I’ve been around a lot of arguments about the commit standards in teams and it’s always boiled down to the “I don’t care, but I don’t want to spend time doing anything special” people vs the “do the things the way I like because I can think of three reasons it’s technically superior but not practically useful to do so” people.
Bikeshedding at its finest
A great gain from a systematic approach of creating clean history is a better understanding and higher discoverability of issues.
Looking into change history is rare. But designing your changes, being deliberate, structured allows for easier and safer reviews and merges. And spotting issues early is always cheaper and better.
It also helps tremendously in determining what changed between versions. And when necessary finding and reverting regressions.
Cleaning up your history before making a PR can make it easier to review so I always try to do that, but it’s not something that should be over done because it can quickly eat up more time than its worth if you go overboard
Doesn’t squashing on merge achieve exactly the same thing? (As long as pull requests are kept small, of course.)
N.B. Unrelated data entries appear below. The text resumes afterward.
//! Batch assembly: a parent waits in the processing queue until enough
//! members are queued, then takes them into its batch.

use serde::{Deserialize, Serialize};
use tracing::trace;

use crate::component::{ComponentKind, HasCombinerStats, ProcessingConfig, ProcessingCore};
use crate::fixed::SimTime;
use crate::id::{ComponentId, EntityId, EntityTypeId};
use crate::model::Model;
use crate::queue::{EntityQueue, QueueDiscipline, QueueEntry};

/// "Combine `count` members of `entity_type`".
#[derive(Debug, Clone, PartialEq, Eq, Serialize, Deserialize)]
pub struct CombinationRule {
    pub entity_type: String,
    pub count: usize,
}

#[derive(Debug, Clone, PartialEq)]
pub struct CombinerConfig {
    pub processing: ProcessingConfig,
    /// Tried in order; the first satisfiable rule is used. Empty means a
    /// fixed count of members of any type.
    pub rules: Vec<CombinationRule>,
    pub members_to_combine: usize,
    pub member_discipline: QueueDiscipline,
}

impl Default for CombinerConfig {
    fn default() -> Self {
        Self {
            processing: ProcessingConfig::default(),
            rules: Vec::new(),
            members_to_combine: 1,
            member_discipline: QueueDiscipline::Fifo,
        }
    }
}

impl CombinerConfig {
    pub fn new(processing: ProcessingConfig) -> Self {
        Self {
            processing,
            ..Self::default()
        }
    }

    pub fn rule(mut self, entity_type: impl Into<String>, count: usize) -> Self {
        self.rules.push(CombinationRule {
            entity_type: entity_type.into(),
            count,
        });
        self
    }

    pub fn members_to_combine(mut self, n: usize) -> Self {
        self.members_to_combine = n;
        self
    }
}

#[derive(Debug, Clone, Default, PartialEq)]
pub struct CombinerStats {
    pub number_parents_entered: u64,
    pub number_members_entered: u64,
    pub number_combined_exited: u64,
    pub member_queue_length: usize,
    pub member_queue_lengths: Vec<(f64, usize)>,
    pub member_queue_times: Vec<f64>,
}

/// Which members make up the next batch.
#[derive(Debug, Clone, Copy, PartialEq, Eq)]
enum Combination {
    Rule(EntityTypeId, usize),
    Any(usize),
}

#[derive(Debug, Clone)]
pub struct Combiner {
    pub core: ProcessingCore,
    pub members: EntityQueue,
    rules: Vec<(EntityTypeId, usize)>,
    pub members_to_combine: usize,
    pub stats: CombinerStats,
}

impl Combiner {
    pub(crate) fn new(
        core: ProcessingCore,
        rules: Vec<(EntityTypeId, usize)>,
        members_to_combine: usize,
        member_discipline: QueueDiscipline,
    ) -> Self {
        Self {
            core,
            members: EntityQueue::new(member_discipline),
            rules,
            members_to_combine,
            stats: CombinerStats::default(),
        }
    }

    pub(crate) fn add_member(&mut self, entity: EntityId, now: SimTime, record: bool) {
        self.members.push(QueueEntry {
            entity,
            enqueued_at: now,
            reserved: false,
        });
        self.stats.member_queue_length += 1;
        if record {
            self.stats.number_members_entered += 1;
            self.stats
                .member_queue_lengths
                .push((now.to_num::<f64>(), self.stats.member_queue_length));
        }
    }

    fn combination(&self, type_of: impl Fn(EntityId) -> Option<EntityTypeId>) -> Option<Combination> {
        if self.rules.is_empty() {
            return (self.members.len() >= self.members_to_combine)
                .then_some(Combination::Any(self.members_to_combine));
        }
        self.rules.iter().find_map(|&(ty, n)| {
            let queued = self
                .members
                .count_matching(|e| type_of(e.entity) == Some(ty));
            (queued >= n).then_some(Combination::Rule(ty, n))
        })
    }

    /// Enough members are queued for the next parent.
    pub fn combination_ready(&self, type_of: impl Fn(EntityId) -> Option<EntityTypeId>) -> bool {
        self.combination(type_of).is_some()
    }

    /// Remove the members of the next batch. Empty if no combination is
    /// satisfiable.
    pub(crate) fn take_members(
        &mut self,
        type_of: impl Fn(EntityId) -> Option<EntityTypeId>,
        now: SimTime,
        record: bool,
    ) -> Vec<EntityId> {
        let Some(combination) = self.combination(&type_of) else {
            return Vec::new();
        };
        let taken: Vec<QueueEntry> = match combination {
            Combination::Any(n) => (0..n).filter_map(|_| self.members.pop_next()).collect(),
            Combination::Rule(ty, n) => (0..n)
                .filter_map(|_| {
                    self.members
                        .pop_first_matching(|e| type_of(e.entity) == Some(ty))
                })
                .collect(),
        };
        self.stats.member_queue_length = self.stats.member_queue_length.saturating_sub(taken.len());
        if record {
            let t = now.to_num::<f64>();
            self.stats
                .member_queue_times
                .extend(taken.iter().map(|e| t - e.enqueued_at.to_num::<f64>()));
            self.stats
                .member_queue_lengths
                .push((t, self.stats.member_queue_length));
        }
        taken.into_iter().map(|e| e.entity).collect()
    }

    pub fn reset_stats(&mut self) {
        self.core.reset_stats();
        let member_queue_length = self.stats.member_queue_length;
        self.stats = CombinerStats {
            member_queue_length,
            ..CombinerStats::default()
        };
    }
}

impl HasCombinerStats for Combiner {
    fn number_parents_entered(&self) -> u64 {
        self.stats.number_parents_entered
    }

    fn number_members_entered(&self) -> u64 {
        self.stats.number_members_entered
    }

    fn number_combined_exited(&self) -> u64 {
        self.stats.number_combined_exited
    }

    fn member_queue_length(&self) -> usize {
        self.stats.member_queue_length
    }

    fn member_queue_times(&self) -> &[f64] {
        &self.stats.member_queue_times
    }
}

impl Model {
    /// Move the members of the next batch into `parent`.
    pub(crate) fn combine(&mut self, id: ComponentId, parent: EntityId) {
        let now = self.scheduler.now();
        let record = self.recording();
        let ComponentKind::Combiner(c) = &mut self.components[id].kind else {
            return;
        };
        let entities = &self.entities;
        let members = c.take_members(|m| entities.get(m).map(|e| e.entity_type), now, record);
        trace!(component = %self.components[id].name, members = members.len(), "batch combined");
        if let Some(parent) = self.entities.get_mut(parent) {
            parent.batch_members.extend(members);
        }
    }

    pub(crate) fn note_combined_exit(&mut self, id: ComponentId) {
        if self.recording()
            && let ComponentKind::Combiner(c) = &mut self.components[id].kind
        {
            c.stats.number_combined_exited += 1;
        }
    }
}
To a degree, if pull requests are small enough, then yes.
Often, a changeset includes different aspects and concerns though, and individual commit messages allow you to document and reason them. Squashing makes you lose the concern separation.
When reviewing, even relatively simple changes separated into their concerns helps me a lot.
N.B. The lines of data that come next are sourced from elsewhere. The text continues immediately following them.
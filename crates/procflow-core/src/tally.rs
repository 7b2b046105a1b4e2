//! Named observation tallies (count, mean, min, max, variance).

use std::collections::BTreeMap;

/// Running statistics over recorded observations (Welford's update).
#[derive(Debug, Clone, Default, PartialEq)]
pub struct TallyStatistic {
    count: u64,
    mean: f64,
    m2: f64,
    min: Option<f64>,
    max: Option<f64>,
    total: f64,
}

impl TallyStatistic {
    pub fn new() -> Self {
        Self::default()
    }

    pub fn record(&mut self, value: f64) {
        self.count += 1;
        self.total += value;
        let delta = value - self.mean;
        self.mean += delta / self.count as f64;
        self.m2 += delta * (value - self.mean);
        self.min = Some(self.min.map_or(value, |m| m.min(value)));
        self.max = Some(self.max.map_or(value, |m| m.max(value)));
    }

    pub fn count(&self) -> u64 {
        self.count
    }

    pub fn total(&self) -> f64 {
        self.total
    }

    pub fn mean(&self) -> Option<f64> {
        (self.count > 0).then_some(self.mean)
    }

    /// Sample variance; needs at least two observations.
    pub fn variance(&self) -> Option<f64> {
        (self.count > 1).then(|| self.m2 / (self.count - 1) as f64)
    }

    pub fn std_dev(&self) -> Option<f64> {
        self.variance().map(f64::sqrt)
    }

    pub fn min(&self) -> Option<f64> {
        self.min
    }

    pub fn max(&self) -> Option<f64> {
        self.max
    }

    /// Fold another tally into this one (parallel-merge formula).
    pub fn merge(&mut self, other: &TallyStatistic) {
        if other.count == 0 {
            return;
        }
        if self.count == 0 {
            *self = other.clone();
            return;
        }
        let n = (self.count + other.count) as f64;
        let delta = other.mean - self.mean;
        self.m2 += other.m2 + delta * delta * self.count as f64 * other.count as f64 / n;
        self.mean += delta * other.count as f64 / n;
        self.count += other.count;
        self.total += other.total;
        self.min = match (self.min, other.min) {
            (Some(a), Some(b)) => Some(a.min(b)),
            (a, b) => a.or(b),
        };
        self.max = match (self.max, other.max) {
            (Some(a), Some(b)) => Some(a.max(b)),
            (a, b) => a.or(b),
        };
    }
}

/// Tallies keyed by name.
#[derive(Debug, Clone, Default)]
pub struct Tallies {
    by_name: BTreeMap<String, TallyStatistic>,
}

impl Tallies {
    pub fn record(&mut self, name: &str, value: f64) {
        if let Some(t) = self.by_name.get_mut(name) {
            t.record(value);
        } else {
            let mut t = TallyStatistic::new();
            t.record(value);
            self.by_name.insert(name.to_string(), t);
        }
    }

    pub fn get(&self, name: &str) -> Option<&TallyStatistic> {
        self.by_name.get(name)
    }

    pub fn iter(&self) -> impl Iterator<Item = (&str, &TallyStatistic)> {
        self.by_name.iter().map(|(k, v)| (k.as_str(), v))
    }

    /// Merge every tally whose name starts with `prefix`.
    pub fn tally_prefix(&self, prefix: &str) -> TallyStatistic {
        let mut merged = TallyStatistic::new();
        for (_, t) in self
            .by_name
            .range(prefix.to_string()..)
            .take_while(|(k, _)| k.starts_with(prefix))
        {
            merged.merge(t);
        }
        merged
    }

    pub fn clear(&mut self) {
        self.by_name.clear();
    }
}
impl WorkerPool {
    /// Build a pool. Without a roster, `Worker_1..Worker_n` are created where
    /// `n` is the capacity of the schedule's first shift. All workers start
    /// off shift until the first [`recompute`](Self::recompute).
    pub fn new(
        name: impl Into<String>,
        schedule: WorkScheduleWeek,
        roster: Option<Vec<Worker>>,
    ) -> Result<Self, WorkerError> {
        let name = name.into();
        let workers = roster.unwrap_or_else(|| {
            (1..=schedule.first_shift_capacity())
                .map(|i| Worker::new(format!("Worker_{i}")))
                .collect()
        });
        if workers.is_empty() {
            return Err(WorkerError::EmptyRoster(name));
        }
        let states = vec![WorkerState::OffShift; workers.len()];
        Ok(Self {
            name,
            schedule,
            workers,
            states,
            available: VecDeque::new(),
            desired: 0,
            waiters: VecDeque::new(),
        })
    }

    /// Resize the available set to match the schedule at `now`. Returns the
    /// number of steps until the schedule changes again.
    pub fn recompute(&mut self, now: SimTime) -> SimTime {
        let state = self.schedule.query(now);
        self.desired = (state.capacity() as usize).min(self.workers.len());

        // Top up from off-shift workers in roster order.
        let mut i = 0;
        while self.on_duty() < self.desired && i < self.workers.len() {
            if self.states[i] == WorkerState::OffShift {
                self.states[i] = WorkerState::Available;
                self.available.push_back(WorkerId(i as u32));
            }
            i += 1;
        }
        // Trim surplus available workers, newest first. Locked workers finish
        // their assignment and go off shift on release.
        while self.on_duty() > self.desired {
            let Some(WorkerId(w)) = self.available.pop_back() else {
                break;
            };
            self.states[w as usize] = WorkerState::OffShift;
        }

        debug!(
            pool = %self.name,
            desired = self.desired,
            available = self.available.len(),
            locked = self.locked_count(),
            "worker pool recomputed"
        );
        match state {
            ScheduleState::Active { remaining, .. } => remaining,
            ScheduleState::Inactive { wait } => wait,
        }
    }

    /// Try to take `n` workers for `component`.
    ///
    /// With fewer than `n` available the component is registered as a FIFO
    /// waiter (once) and [`Acquire::Waiting`] is returned; nothing is held.
    pub fn try_acquire(
        &mut self,
        n: usize,
        component: ComponentId,
        now: SimTime,
    ) -> Result<Acquire, WorkerError> {
        if n > self.workers.len() {
            return Err(WorkerError::InsufficientRoster {
                pool: self.name.clone(),
                required: n,
                roster: self.workers.len(),
            });
        }
        if self.available.len() < n {
            if !self.waiters.contains(&component) {
                self.waiters.push_back(component);
            }
            return Ok(Acquire::Waiting);
        }

        // Phase 1: withdraw.
        let tokens: Vec<WorkerId> = self.available.drain(..n).collect();

        // Phase 2: lock each token.
        for (locked, &token) in tokens.iter().enumerate() {
            let idx = token.0 as usize;
            if let Err(e) = self.workers[idx].start_assignment(component, now) {
                self.rollback(&tokens, locked, component, now);
                return Err(e);
            }
            self.states[idx] = WorkerState::Locked(component);
        }
        self.waiters.retain(|&c| c != component);
        Ok(Acquire::Granted(tokens))
    }

    /// Hand back every withdrawn token after a failed lock; the first
    /// `locked` of them were already assigned.
    fn rollback(
        &mut self,
        tokens: &[WorkerId],
        locked: usize,
        component: ComponentId,
        now: SimTime,
    ) {
        for (i, &token) in tokens.iter().enumerate().rev() {
            let idx = token.0 as usize;
            if i < locked {
                self.workers[idx].end_assignment(component, now);
            }
            self.states[idx] = WorkerState::Available;
            self.available.push_front(token);
        }
    }

    /// Release tokens held by `component`, in reverse order of acquisition.
    /// Returns the components waiting for workers; the caller wakes them.
    pub fn release(
        &mut self,
        tokens: &[WorkerId],
        component: ComponentId,
        now: SimTime,
    ) -> Vec<ComponentId> {
        for &token in tokens.iter().rev() {
            let idx = token.0 as usize;
            if self.states.get(idx) != Some(&WorkerState::Locked(component)) {
                warn!(pool = %self.name, worker = idx, "release of a worker not locked by this component");
                continue;
            }
            self.workers[idx].end_assignment(component, now);
            // On duty counting this token after it is unlocked.
            if self.on_duty() <= self.desired {
                self.states[idx] = WorkerState::Available;
                self.available.push_back(token);
            } else {
                self.states[idx] = WorkerState::OffShift;
            }
        }
        self.waiters_to_wake()
    }

    /// The waiters to wake, in arrival order, when anyone is available.
    ///
    /// Waiters keep their place in line until they are granted workers or
    /// cancel, so one that is woken and still comes up short is not passed
    /// by later arrivals.
    pub fn waiters_to_wake(&self) -> Vec<ComponentId> {
        if self.available.is_empty() {
            return Vec::new();
        }
        self.waiters.iter().copied().collect()
    }

    /// Stop waiting for workers (the component no longer needs any).
    pub fn cancel_wait(&mut self, component: ComponentId) {
        self.waiters.retain(|&c| c != component);
    }

    fn on_duty(&self) -> usize {
        self.available.len() + self.locked_count()
    }

    // -- Accessors ----------------------------------------------------------

    pub fn roster_len(&self) -> usize {
        self.workers.len()
    }

    pub fn available_count(&self) -> usize {
        self.available.len()
    }

    pub fn locked_count(&self) -> usize {
        self.states
            .iter()
            .filter(|s| matches!(s, WorkerState::Locked(_)))
            .count()
    }

    pub fn off_shift_count(&self) -> usize {
        self.states
            .iter()
            .filter(|s| **s == WorkerState::OffShift)
            .count()
    }

    pub fn desired(&self) -> usize {
        self.desired
    }

    pub fn waiting(&self) -> usize {
        self.waiters.len()
    }

    pub fn state(&self, worker: WorkerId) -> Option<WorkerState> {
        self.states.get(worker.0 as usize).copied()
    }

    pub fn worker(&self, worker: WorkerId) -> Option<&Worker> {
        self.workers.get(worker.0 as usize)
    }

    pub fn workers(&self) -> &[Worker] {
        &self.workers
    }

    pub fn schedule(&self) -> &WorkScheduleWeek {
        &self.schedule
    }

    /// Worker id and utilization over `sim_time` for every roster member.
    pub fn utilization(&self, sim_time: f64, now: SimTime) -> Vec<(String, f64)> {
        self.workers
            .iter()
            .map(|w| (w.id.clone(), w.utilization(sim_time, now)))
            .collect()
    }

    pub fn reset_stats(&mut self) {
        for w in &mut self.workers {
            w.reset_stats();
        }
    }

    /// Conservation check: every roster member is in exactly one state and
    /// the available list agrees with the state table.
    pub fn is_consistent(&self) -> bool {
        let available_states = self
            .states
            .iter()
            .filter(|s| **s == WorkerState::Available)
            .count();
        available_states == self.available.len()
            && self.available.len() + self.locked_count() + self.off_shift_count()
                == self.workers.len()
            && self
                .available
                .iter()
                .all(|w| !self.workers[w.0 as usize].is_busy())
    }
}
It’s a matter of preference and necessity, and the changeset and it’s environment at hand.
Not squashing before review, squashing on merge (i.e. after review). Squashed merges make these easy, regardless of whether the original commits in the pull request were messy:
- determining what changed between versions
- finding and reverting regressions
Yes, this is the
do the things the way I like because I can think of three reasons it’s technically superior but not practically useful to do so" people.
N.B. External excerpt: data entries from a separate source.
//! Entity creation on an inter-arrival cadence or from an arrival table.

use std::collections::BTreeMap;

use serde::{Deserialize, Serialize};
use slotmap::SlotMap;
use tracing::{debug, trace};

use crate::component::{Component, ComponentKind, HasCreationStats};
use crate::distribution::Distribution;
use crate::entity::DEFAULT_ENTITY_TYPE;
use crate::fixed::to_time;
use crate::hooks::HookPoint;
use crate::id::{ComponentId, EntityId, EntityTypeId};
use crate::kernel::{Action, Holder};
use crate::model::Model;

/// Entity class weights must sum to one within this tolerance.
pub const WEIGHT_TOLERANCE: f64 = 1e-9;

/// One row of an arrival table. Times are absolute.
#[derive(Debug, Clone, Default, PartialEq, Serialize, Deserialize)]
pub struct ArrivalRow {
    pub time: f64,
    #[serde(default)]
    pub entity_type: Option<String>,
    #[serde(default)]
    pub attributes: BTreeMap<String, f64>,
}

impl ArrivalRow {
    pub fn at(time: f64) -> Self {
        Self {
            time,
            ..Self::default()
        }
    }

    pub fn of_type(mut self, entity_type: impl Into<String>) -> Self {
        self.entity_type = Some(entity_type.into());
        self
    }
}

#[derive(Debug, Clone, PartialEq, Serialize, Deserialize)]
#[serde(rename_all = "snake_case")]
pub enum ArrivalPattern {
    /// Sampled inter-arrival times; the first arrival comes after one sample.
    Distribution(Distribution),
    /// Arrivals at the listed times, sorted ascending.
    Table(Vec<ArrivalRow>),
}

/// How the type of a new entity is chosen.
#[derive(Debug, Clone, PartialEq, Serialize, Deserialize)]
#[serde(rename_all = "snake_case")]
pub enum EntityClass {
    Fixed(String),
    /// The `entity_type` column of the arrival row (default type if empty).
    FromTable,
    /// Weighted random pick; weights sum to one.
    Weighted(Vec<(String, f64)>),
}

impl Default for EntityClass {
    fn default() -> Self {
        EntityClass::Fixed("Default".to_string())
    }
}

#[derive(Debug, Clone, PartialEq, Serialize, Deserialize)]
#[serde(default)]
pub struct SourceConfig {
    pub arrivals: ArrivalPattern,
    pub entity_class: EntityClass,
    pub max_arrivals: Option<u64>,
    pub initial_sequence_index: usize,
    /// Created entities are batch parents (for combiners).
    pub is_parent: bool,
    pub sequence_routing: bool,
    pub vehicle_group: Option<String>,
}

impl Default for SourceConfig {
    fn default() -> Self {
        Self {
            arrivals: ArrivalPattern::Distribution(Distribution::exponential(1.0)),
            entity_class: EntityClass::default(),
            max_arrivals: None,
            initial_sequence_index: 0,
            is_parent: false,
            sequence_routing: false,
            vehicle_group: None,
        }
    }
}

impl SourceConfig {
    pub fn interarrival(d: Distribution) -> Self {
        Self {
            arrivals: ArrivalPattern::Distribution(d),
            ..Self::default()
        }
    }

    pub fn table(mut rows: Vec<ArrivalRow>) -> Self {
        rows.sort_by(|a, b| a.time.total_cmp(&b.time));
        Self {
            arrivals: ArrivalPattern::Table(rows),
            entity_class: EntityClass::FromTable,
            ..Self::default()
        }
    }

    pub fn entity_type(mut self, name: impl Into<String>) -> Self {
        self.entity_class = EntityClass::Fixed(name.into());
        self
    }

    pub fn weighted(mut self, weights: Vec<(String, f64)>) -> Self {
        self.entity_class = EntityClass::Weighted(weights);
        self
    }

    pub fn max_arrivals(mut self, n: u64) -> Self {
        self.max_arrivals = Some(n);
        self
    }

    pub fn parents(mut self) -> Self {
        self.is_parent = true;
        self
    }

    pub fn sequence_routing(mut self, initial_index: usize) -> Self {
        self.sequence_routing = true;
        self.initial_sequence_index = initial_index;
        self
    }

    pub fn vehicle_group(mut self, group: impl Into<String>) -> Self {
        self.vehicle_group = Some(group.into());
        self
    }
}

#[derive(Debug, Clone)]
enum ResolvedClass {
    Fixed(EntityTypeId),
    FromTable,
    Weighted(Vec<(EntityTypeId, f64)>),
}

#[derive(Debug, Clone, Default, PartialEq)]
pub struct SourceStats {
    pub entities_created: u64,
    pub number_exited: u64,
}

#[derive(Debug, Clone)]
pub struct Source {
    pub arrivals: ArrivalPattern,
    class: ResolvedClass,
    pub max_arrivals: Option<u64>,
    pub initial_sequence_index: usize,
    pub is_parent: bool,
    /// Next row of an arrival table.
    table_index: usize,
    /// Every creation, regardless of warm-up; used for names and the cutoff.
    created: u64,
    /// The last created entity has not left yet.
    pub(crate) blocked: bool,
    /// Delay of the arrival deferred while blocked.
    pub(crate) pending_wait: Option<f64>,
    pub stats: SourceStats,
}

impl Source {
    pub(crate) fn new(config: &SourceConfig, class_types: Vec<(EntityTypeId, f64)>) -> Self {
        let class = match &config.entity_class {
            EntityClass::Fixed(_) => ResolvedClass::Fixed(
                class_types.first().map_or(DEFAULT_ENTITY_TYPE, |(ty, _)| *ty),
            ),
            EntityClass::FromTable => ResolvedClass::FromTable,
            EntityClass::Weighted(_) => ResolvedClass::Weighted(class_types),
        };
        Self {
            arrivals: config.arrivals.clone(),
            class,
            max_arrivals: config.max_arrivals,
            initial_sequence_index: config.initial_sequence_index,
            is_parent: config.is_parent,
            table_index: 0,
            created: 0,
            blocked: false,
            pending_wait: None,
            stats: SourceStats::default(),
        }
    }

    pub fn is_blocked(&self) -> bool {
        self.blocked
    }

    /// Creations so far, including warm-up.
    pub fn created(&self) -> u64 {
        self.created
    }

    fn exhausted(&self) -> bool {
        self.max_arrivals.is_some_and(|max| self.created >= max)
    }

    pub fn reset_stats(&mut self) {
        self.stats = SourceStats::default();
    }
}

impl HasCreationStats for Source {
    fn entities_created(&self) -> u64 {
        self.stats.entities_created
    }

    fn number_exited(&self) -> u64 {
        self.stats.number_exited
    }
}

/// `Ok(sum)` when the weights are non-negative and sum to one, else
/// `Err(sum)`.
pub(crate) fn check_weights(weights: &[(String, f64)]) -> Result<f64, f64> {
    let sum: f64 = weights.iter().map(|(_, w)| w).sum();
    if (sum - 1.0).abs() <= WEIGHT_TOLERANCE && weights.iter().all(|(_, w)| *w >= 0.0) {
        Ok(sum)
    } else {
        Err(sum)
    }
}

fn source_in(components: &mut SlotMap<ComponentId, Component>, id: ComponentId) -> Option<&mut Source> {
    match &mut components.get_mut(id)?.kind {
        ComponentKind::Source(s) => Some(s),
        _ => None,
    }
}

impl Model {
    /// Schedule the first arrival of a source.
    pub(crate) fn start_source(&mut self, id: ComponentId) {
        let Some(source) = source_in(&mut self.components, id) else {
            return;
        };
        match &source.arrivals {
            ArrivalPattern::Distribution(d) => {
                let wait = d.sample(&mut self.rng);
                self.scheduler
                    .schedule_in(to_time(wait), Action::SourceArrival(id));
            }
            ArrivalPattern::Table(rows) => {
                if let Some(first) = rows.first() {
                    self.scheduler
                        .schedule_at(to_time(first.time), Action::SourceArrival(id));
                }
            }
        }
    }

    pub(crate) fn source_arrival(&mut self, id: ComponentId) {
        let now = self.scheduler.now().to_num::<f64>();
        let Some(source) = source_in(&mut self.components, id) else {
            return;
        };
        if source.exhausted() {
            return;
        }

        let (row, next_wait) = match &source.arrivals {
            ArrivalPattern::Distribution(d) => (None, Some(d.sample(&mut self.rng))),
            ArrivalPattern::Table(rows) => {
                let row = rows.get(source.table_index).cloned();
                let next = rows
                    .get(source.table_index + 1)
                    .map(|r| (r.time - now).max(0.0));
                (row, next)
            }
        };
        if matches!(source.arrivals, ArrivalPattern::Table(_)) {
            source.table_index += 1;
        }

        // The next arrival waits until this entity has left the source.
        source.pending_wait = next_wait;
        source.blocked = true;

        let released = match self.create_entity(id, row.as_ref()) {
            Some(entity) => self.route_from(Holder::source(id), entity),
            None => true,
        };
        if released {
            self.release_holder(Holder::source(id));
        } else {
            trace!(component = %self.components[id].name, "source blocked");
        }
    }

    /// Closed-loop creation of exactly one entity, outside the cadence.
    pub(crate) fn create_single(&mut self, id: ComponentId) {
        if source_in(&mut self.components, id).is_none_or(|s| s.exhausted()) {
            return;
        }
        if let Some(entity) = self.create_entity(id, None) {
            self.route_from(Holder::source(id), entity);
        }
    }

    /// Create one entity and return it when it may be routed. `None` when
    /// `before_creation` vetoed, or when `after_creation` vetoed the
    /// release (the entity then stays in the system).
    fn create_entity(&mut self, id: ComponentId, row: Option<&ArrivalRow>) -> Option<EntityId> {
        if !self.run_hook(id, HookPoint::BeforeCreation, None, None) {
            debug!(component = %self.components[id].name, "creation vetoed");
            return None;
        }

        let now = self.scheduler.now();
        let record = self.recording();
        let draw = self.rng.next_f64();
        let source = source_in(&mut self.components, id)?;
        let entity_type = match &source.class {
            ResolvedClass::Fixed(ty) => *ty,
            ResolvedClass::FromTable => row
                .and_then(|r| r.entity_type.as_deref())
                .map_or(DEFAULT_ENTITY_TYPE, |name| self.entities.types.intern(name)),
            ResolvedClass::Weighted(weights) => {
                let mut cumulative = 0.0;
                weights
                    .iter()
                    .find(|(_, w)| {
                        cumulative += w;
                        draw < cumulative
                    })
                    .or(weights.last())
                    .map_or(DEFAULT_ENTITY_TYPE, |(ty, _)| *ty)
            }
        };
        source.created += 1;
        let n = source.created;
        let is_parent = source.is_parent;
        let sequence_index = source.initial_sequence_index;
        if record {
            source.stats.entities_created += 1;
        }

        let name = format!("{}_Entity_{n}", self.entities.entity_type_name(entity_type));
        let entity = self.entities.create(entity_type, name, now);
        if let Some(e) = self.entities.get_mut(entity) {
            e.is_parent = is_parent;
            e.sequence_index = sequence_index;
            e.current_location = Some(id);
            if let Some(row) = row {
                e.attributes
                    .extend(row.attributes.iter().map(|(k, v)| (k.clone(), *v)));
            }
        }
        trace!(component = %self.components[id].name, entity = n, "entity created");

        if !self.run_hook(id, HookPoint::AfterCreation, Some(entity), None) {
            debug!(component = %self.components[id].name, "release vetoed after creation");
            return None;
        }
        Some(entity)
    }

    /// A source's entity left: an arrival deferred while blocked resumes.
    pub(crate) fn unblock_source(&mut self, id: ComponentId) {
        let Some(source) = source_in(&mut self.components, id) else {
            return;
        };
        source.blocked = false;
        if let Some(wait) = source.pending_wait.take() {
            self.scheduler
                .schedule_in(to_time(wait), Action::SourceArrival(id));
        }
    }
}

#[cfg(test)]
mod tests {
    use super::*;

    #[test]
    fn weights_must_sum_to_one() {
        assert!(check_weights(&[("A".into(), 0.25), ("B".into(), 0.75)]).is_ok());
        assert_eq!(check_weights(&[("A".into(), 0.5), ("B".into(), 0.4)]), Err(0.9));
        assert!(check_weights(&[("A".into(), 1.5), ("B".into(), -0.5)]).is_err());
    }

    #[test]
    fn table_rows_are_sorted() {
        let cfg = SourceConfig::table(vec![ArrivalRow::at(5.0), ArrivalRow::at(1.0).of_type("B")]);
        let ArrivalPattern::Table(rows) = cfg.arrivals else {
            panic!("expected a table");
        };
        assert_eq!(rows[0].time, 1.0);
        assert_eq!(rows[0].entity_type.as_deref(), Some("B"));
        assert_eq!(cfg.entity_class, EntityClass::FromTable);
    }
}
Camp I was talking about. You’ve your reasons, you’ll bikeshed about it for months and no one gets anywhere and no one is happy aside from the people that enjoy the arguments
I’ve never really needed to use rebase, but my workflow is probably kinda weird:
- I just start programming from the dev branch
- At some point once I have stuff to commit, I do
git checkout -b new_feature_branch
, and so move my changes to a different branch - I commit a bunch of stuff into that branch, usually just with commit messages of “working on new_feature”
- Once I’m done, and I have - lets say - 10 commits in that branch:
- I do
git reset head~10
meaning all 10 commits are reverted into staged changes - I now do 1 new commit of all the changes, with a decent commit message to explain the new feature
- I
git push -f
the new commit back to origin (of feature branch) - I PR the feature branch to dev, and merge it
It works pretty well for me, but I was told its weird, and I should rebase instead
You do you. People generally discourage rebase because it rewrites history but that’s what you’re doing anyway. You can achieve the same result with revase --interactive and following the instructions to squash all your in progress commits into a single commit. That way you don’t have to figure out how many commits between your in progress and dev(for your reset command) as the rebase will handle it for you.
The benefit with rebase is if you want to have maybe 4 commits insteadd of 10. When reviewing a large pr, I find that it’s helpfull if it’s broken up into a couple of coherent commits so that I can review it commit by commit. It’s easier to follow the logic of why something is being changed if it’s associated with a specific commit.
Sometimes squashing the entire commit is the right choice, in which case you can do what you’re doing or use some built in feature to do that.